> Work to be completed
Copy out exactly the lines from the line containing "if let Some(conn)" to the end of the listing.

> Material for the task

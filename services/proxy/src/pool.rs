//! Backend connection pool.
//!
//! A priority heap of slots ordered so that the oldest live connection pops
//! first and empty slots pop last. A bounded pool is primed with `max_size`
//! empty slots and never holds more than that many entries; a semaphore with
//! one permit per queued slot makes [`Pool::acquire`] wait while every slot is
//! checked out. Unbounded pools create connections on demand.
//!
//! Entry age is measured from connection creation on the monotonic clock.
//! Stale entries are dropped on checkout and check-in.

use std::cmp::Ordering as CmpOrdering;
use std::collections::BinaryHeap;
use std::ops::Deref;
use std::sync::atomic::{AtomicU64, Ordering};
use std::sync::{Arc, Mutex, PoisonError};
use std::time::Duration;

use async_trait::async_trait;
use tokio::sync::Semaphore;
use tokio::time::Instant;
use tracing::debug;

use crate::error::ConnectError;

/// Creates new pooled connections.
#[async_trait]
pub trait Connector: Send + Sync + 'static {
    type Conn: Send + Sync + 'static;

    async fn connect(&self) -> Result<Self::Conn, ConnectError>;
}

enum Slot<T> {
    Live { created: Instant, conn: T },
    Empty,
}

impl<T> Slot<T> {
    /// Heap key: live entries before empty ones, older before newer.
    fn key(&self) -> (bool, Option<Instant>) {
        match self {
            Slot::Live { created, .. } => (false, Some(*created)),
            Slot::Empty => (true, None),
        }
    }
}

impl<T> PartialEq for Slot<T> {
    fn eq(&self, other: &Self) -> bool {
        self.key() == other.key()
    }
}

impl<T> Eq for Slot<T> {}

impl<T> PartialOrd for Slot<T> {
    fn partial_cmp(&self, other: &Self) -> Option<CmpOrdering> {
        Some(self.cmp(other))
    }
}

impl<T> Ord for Slot<T> {
    // BinaryHeap is a max-heap, so the entry that should pop first compares greatest.
    fn cmp(&self, other: &Self) -> CmpOrdering {
        other.key().cmp(&self.key())
    }
}

/// Pool counters.
#[derive(Debug, Default)]
pub struct PoolStats {
    /// Connections created.
    pub created: AtomicU64,
    /// Checkouts served by an existing connection.
    pub reused: AtomicU64,
    /// Connections dropped for exceeding the timeout.
    pub evicted: AtomicU64,
    /// Connection attempts that failed.
    pub failed: AtomicU64,
}

/// A pool of reusable connections produced by a [`Connector`].
pub struct Pool<C: Connector> {
    connector: C,
    max_size: Option<usize>,
    timeout: Duration,
    slots: Mutex<BinaryHeap<Slot<C::Conn>>>,
    /// One permit per queued slot. `None` for unbounded pools.
    available: Option<Semaphore>,
    stats: PoolStats,
}

impl<C: Connector> Pool<C> {
    /// Create a pool. `max_size` of `None` makes it unbounded.
    pub fn new(connector: C, max_size: Option<usize>, timeout: Duration) -> Self {
        let mut slots = BinaryHeap::new();
        if let Some(max) = max_size {
            slots.extend((0..max).map(|_| Slot::Empty));
        }
        Self {
            connector,
            max_size,
            timeout,
            slots: Mutex::new(slots),
            available: max_size.map(Semaphore::new),
            stats: PoolStats::default(),
        }
    }

    pub fn max_size(&self) -> Option<usize> {
        self.max_size
    }

    pub fn stats(&self) -> &PoolStats {
        &self.stats
    }

    /// Number of live connections waiting in the pool.
    pub fn idle(&self) -> usize {
        self.lock_slots()
            .iter()
            .filter(|slot| matches!(slot, Slot::Live { .. }))
            .count()
    }

    /// Check out a connection, reusing a fresh one or creating a new one.
    ///
    /// Waits while a bounded pool has every slot checked out. Creation
    /// failures are returned to the caller and the slot is given back.
    pub async fn acquire(self: &Arc<Self>) -> Result<Reservation<C>, ConnectError> {
        loop {
            if let Some(available) = &self.available {
                if let Ok(permit) = available.acquire().await {
                    permit.forget();
                }
            }

            let popped = self.lock_slots().pop();
            match popped {
                Some(Slot::Live { created, conn }) => {
                    if created.elapsed() < self.timeout {
                        self.stats.reused.fetch_add(1, Ordering::Relaxed);
                        return Ok(self.reservation(created, conn));
                    }
                    self.stats.evicted.fetch_add(1, Ordering::Relaxed);
                    debug!(age_secs = created.elapsed().as_secs(), "Dropping stale pooled connection");
                    drop(conn);
                    if self.max_size.is_some() {
                        self.push(Slot::Empty);
                    }
                }
                Some(Slot::Empty) | None => return self.create().await,
            }
        }
    }

    async fn create(self: &Arc<Self>) -> Result<Reservation<C>, ConnectError> {
        match self.connector.connect().await {
            Ok(conn) => {
                self.stats.created.fetch_add(1, Ordering::Relaxed);
                Ok(self.reservation(Instant::now(), conn))
            }
            Err(e) => {
                self.stats.failed.fetch_add(1, Ordering::Relaxed);
                if self.max_size.is_some() {
                    self.push(Slot::Empty);
                }
                Err(e)
            }
        }
    }

    fn reservation(self: &Arc<Self>, created: Instant, conn: C::Conn) -> Reservation<C> {
        Reservation {
            pool: Arc::clone(self),
            created,
            conn: Some(conn),
            closed: false,
        }
    }

    fn release(&self, created: Instant, conn: C::Conn, closed: bool) {
        if !closed && created.elapsed() < self.timeout {
            self.push(Slot::Live { created, conn });
            return;
        }
        drop(conn);
        if self.max_size.is_some() {
            self.push(Slot::Empty);
        }
    }

    fn push(&self, slot: Slot<C::Conn>) {
        self.lock_slots().push(slot);
        if let Some(available) = &self.available {
            available.add_permits(1);
        }
    }

    fn lock_slots(&self) -> std::sync::MutexGuard<'_, BinaryHeap<Slot<C::Conn>>> {
        self.slots.lock().unwrap_or_else(PoisonError::into_inner)
    }
}

/// A checked-out connection. Dropping it returns the connection to the pool.
pub struct Reservation<C: Connector> {
    pool: Arc<Pool<C>>,
    created: Instant,
    conn: Option<C::Conn>,
    closed: bool,
}

impl<C: Connector> Reservation<C> {
    /// Discard the connection on release instead of pooling it.
    pub fn mark_closed(&mut self) {
        self.closed = true;
    }

    /// When the underlying connection was created.
    pub fn created(&self) -> Instant {
        self.created
    }
}

impl<C: Connector> Deref for Reservation<C> {
    type Target = C::Conn;

    fn deref(&self) -> &Self::Target {
        match &self.conn {
            Some(conn) => conn,
            None => unreachable!("connection is only taken on drop"),
        }
    }
}

impl<C: Connector> Drop for Reservation<C> {
    fn drop(&mut self) {
        if let Some(conn) = self.conn.take() {
            self.pool.release(self.created, conn, self.closed);
        }
    }
}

> Answer space
        if let Some(conn) = self.conn.take() {
            self.pool.release(self.created, conn, self.closed);
        }
    }
}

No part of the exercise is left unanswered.